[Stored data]
--------------------
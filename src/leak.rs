use crate::error::{AnalysisError, Result};
use crate::grid::{Cell, Grid};
use crate::material::is_empty;
use std::collections::VecDeque;
use tracing::debug;

/// Bookkeeping from one flood fill
#[derive(Debug, Clone, Copy, PartialEq, Eq)]
pub struct FloodStats {
    /// Cells dequeued and counted, origin included
    pub reached: usize,
    /// Cells pushed onto the queue, origin included
    pub enqueued: usize,
}

/// Number of cells reachable from `origin` through 4-connected empty cells
pub fn flood_size(walls: &Grid, origin: Cell) -> Result<usize> {
    flood_fill(walls, origin).map(|stats| stats.reached)
}

/// Breadth-first flood fill over empty wall cells, returning its bookkeeping.
///
/// The origin is counted and expanded unconditionally; only neighbours are
/// required to be empty before they are queued. A walled origin therefore
/// still reports at least 1, and any empty cells touching it are included.
/// Callers that need an empty-only region must check the origin themselves.
///
/// `walls` is only read; the visited marker is allocated per call, so
/// concurrent calls over the same grid never interfere.
pub fn flood_fill(walls: &Grid, origin: Cell) -> Result<FloodStats> {
    let Some(origin_index) = walls.index_of(origin) else {
        return Err(AnalysisError::OutOfBounds {
            row: origin.row,
            col: origin.col,
            rows: walls.rows(),
            cols: walls.cols(),
        });
    };

    let mut visited = vec![false; walls.len()];
    let mut queue = VecDeque::new();
    visited[origin_index] = true;
    queue.push_back(origin);

    let mut stats = FloodStats { reached: 0, enqueued: 1 };

    while let Some(current) = queue.pop_front() {
        stats.reached += 1;

        for next in current.neighbors() {
            let Some(index) = walls.index_of(next) else {
                continue;
            };
            if is_empty(walls.cells()[index]) && !visited[index] {
                visited[index] = true;
                queue.push_back(next);
                stats.enqueued += 1;
            }
        }
    }

    debug!(
        origin = %origin,
        reached = stats.reached,
        "flood fill finished"
    );
    Ok(stats)
}
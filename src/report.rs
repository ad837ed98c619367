use crate::batch::ThresholdCount;
use crate::grid::Cell;
use serde::{Deserialize, Serialize};
use std::fs;
use std::path::Path;

#[derive(Debug, thiserror::Error)]
pub enum ReportError {
    #[error("failed to serialize report: {0}")]
    Serialize(#[from] serde_json::Error),

    #[error("failed to access report file: {0}")]
    Io(#[from] std::io::Error),
}

/// Results of one walls/terrain analysis run
#[derive(Debug, Clone, PartialEq, Eq, Serialize, Deserialize)]
pub struct AnalysisReport {
    pub rows: usize,
    pub cols: usize,
    pub threshold: i8,
    /// Leak origin as [row, col]
    pub origin: [i32; 2],
    pub unstable_walls: usize,
    pub leak_territory: usize,
    #[serde(default, skip_serializing_if = "Vec::is_empty")]
    pub sweep: Vec<ThresholdCount>,
}

impl AnalysisReport {
    pub fn new(
        shape: (usize, usize),
        threshold: i8,
        origin: Cell,
        unstable_walls: usize,
        leak_territory: usize,
    ) -> Self {
        AnalysisReport {
            rows: shape.0,
            cols: shape.1,
            threshold,
            origin: [origin.row, origin.col],
            unstable_walls,
            leak_territory,
            sweep: Vec::new(),
        }
    }

    pub fn with_sweep(mut self, sweep: Vec<ThresholdCount>) -> Self {
        self.sweep = sweep;
        self
    }

    /// Plain console lines, one answer per line
    pub fn summary_lines(&self) -> Vec<String> {
        let mut lines = vec![
            format!("unstable_walls: {}", self.unstable_walls),
            format!("leak_territory: {}", self.leak_territory),
        ];
        for entry in &self.sweep {
            lines.push(format!(
                "unstable_walls[{}<={}]: {}",
                entry.level, entry.threshold, entry.unstable_walls
            ));
        }
        lines
    }

    pub fn to_json(&self) -> Result<String, ReportError> {
        Ok(serde_json::to_string_pretty(self)?)
    }

    pub fn save_to_file(&self, path: &Path) -> Result<(), ReportError> {
        fs::write(path, self.to_json()?)?;
        Ok(())
    }

    pub fn load_from_file(path: &Path) -> Result<Self, ReportError> {
        let json = fs::read_to_string(path)?;
        Ok(serde_json::from_str(&json)?)
    }
}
--------------------
§ **WHAT YOU ARE ASKED TO DO**:
Exactly reproduce every line of the records.

§ **WRITTEN SOLUTION**:
filename src/leak.rs
use crate::error::{AnalysisError, Result};
use crate::grid::{Cell, Grid};
use crate::material::is_empty;
use std::collections::VecDeque;
use tracing::debug;

/// Bookkeeping from one flood fill
#[derive(Debug, Clone, Copy, PartialEq, Eq)]
pub struct FloodStats {
    /// Cells dequeued and counted, origin included
    pub reached: usize,
    /// Cells pushed onto the queue, origin included
    pub enqueued: usize,
}

/// Number of cells reachable from `origin` through 4-connected empty cells
pub fn flood_size(walls: &Grid, origin: Cell) -> Result<usize> {
    flood_fill(walls, origin).map(|stats| stats.reached)
}

/// Breadth-first flood fill over empty wall cells, returning its bookkeeping.
///
/// The origin is counted and expanded unconditionally; only neighbours are
/// required to be empty before they are queued. A walled origin therefore
/// still reports at least 1, and any empty cells touching it are included.
/// Callers that need an empty-only region must check the origin themselves.
///
/// `walls` is only read; the visited marker is allocated per call, so
/// concurrent calls over the same grid never interfere.
pub fn flood_fill(walls: &Grid, origin: Cell) -> Result<FloodStats> {
    let Some(origin_index) = walls.index_of(origin) else {
        return Err(AnalysisError::OutOfBounds {
            row: origin.row,
            col: origin.col,
            rows: walls.rows(),
            cols: walls.cols(),
        });
    };

    let mut visited = vec![false; walls.len()];
    let mut queue = VecDeque::new();
    visited[origin_index] = true;
    queue.push_back(origin);

    let mut stats = FloodStats { reached: 0, enqueued: 1 };

    while let Some(current) = queue.pop_front() {
        stats.reached += 1;

        for next in current.neighbors() {
            let Some(index) = walls.index_of(next) else {
                continue;
            };
            if is_empty(walls.cells()[index]) && !visited[index] {
                visited[index] = true;
                queue.push_back(next);
                stats.enqueued += 1;
            }
        }
    }

    debug!(
        origin = %origin,
        reached = stats.reached,
        "flood fill finished"
    );
    Ok(stats)
}
filename src/report.rs
repository ad837ed98c619367
use crate::batch::ThresholdCount;
use crate::grid::Cell;
use serde::{Deserialize, Serialize};
use std::fs;
use std::path::Path;

#[derive(Debug, thiserror::Error)]
pub enum ReportError {
    #[error("failed to serialize report: {0}")]
    Serialize(#[from] serde_json::Error),

    #[error("failed to access report file: {0}")]
    Io(#[from] std::io::Error),
}

/// Results of one walls/terrain analysis run
#[derive(Debug, Clone, PartialEq, Eq, Serialize, Deserialize)]
pub struct AnalysisReport {
    pub rows: usize,
    pub cols: usize,
    pub threshold: i8,
    /// Leak origin as [row, col]
    pub origin: [i32; 2],
    pub unstable_walls: usize,
    pub leak_territory: usize,
    #[serde(default, skip_serializing_if = "Vec::is_empty")]
    pub sweep: Vec<ThresholdCount>,
}

impl AnalysisReport {
    pub fn new(
        shape: (usize, usize),
        threshold: i8,
        origin: Cell,
        unstable_walls: usize,
        leak_territory: usize,
    ) -> Self {
        AnalysisReport {
            rows: shape.0,
            cols: shape.1,
            threshold,
            origin: [origin.row, origin.col],
            unstable_walls,
            leak_territory,
            sweep: Vec::new(),
        }
    }

    pub fn with_sweep(mut self, sweep: Vec<ThresholdCount>) -> Self {
        self.sweep = sweep;
        self
    }

    /// Plain console lines, one answer per line
    pub fn summary_lines(&self) -> Vec<String> {
        let mut lines = vec![
            format!("unstable_walls: {}", self.unstable_walls),
            format!("leak_territory: {}", self.leak_territory),
        ];
        for entry in &self.sweep {
            lines.push(format!(
                "unstable_walls[{}<={}]: {}",
                entry.level, entry.threshold, entry.unstable_walls
            ));
        }
        lines
    }

    pub fn to_json(&self) -> Result<String, ReportError> {
        Ok(serde_json::to_string_pretty(self)?)
    }

    pub fn save_to_file(&self, path: &Path) -> Result<(), ReportError> {
        fs::write(path, self.to_json()?)?;
        Ok(())
    }

    pub fn load_from_file(path: &Path) -> Result<Self, ReportError> {
        let json = fs::read_to_string(path)?;
        Ok(serde_json::from_str(&json)?)
    }
}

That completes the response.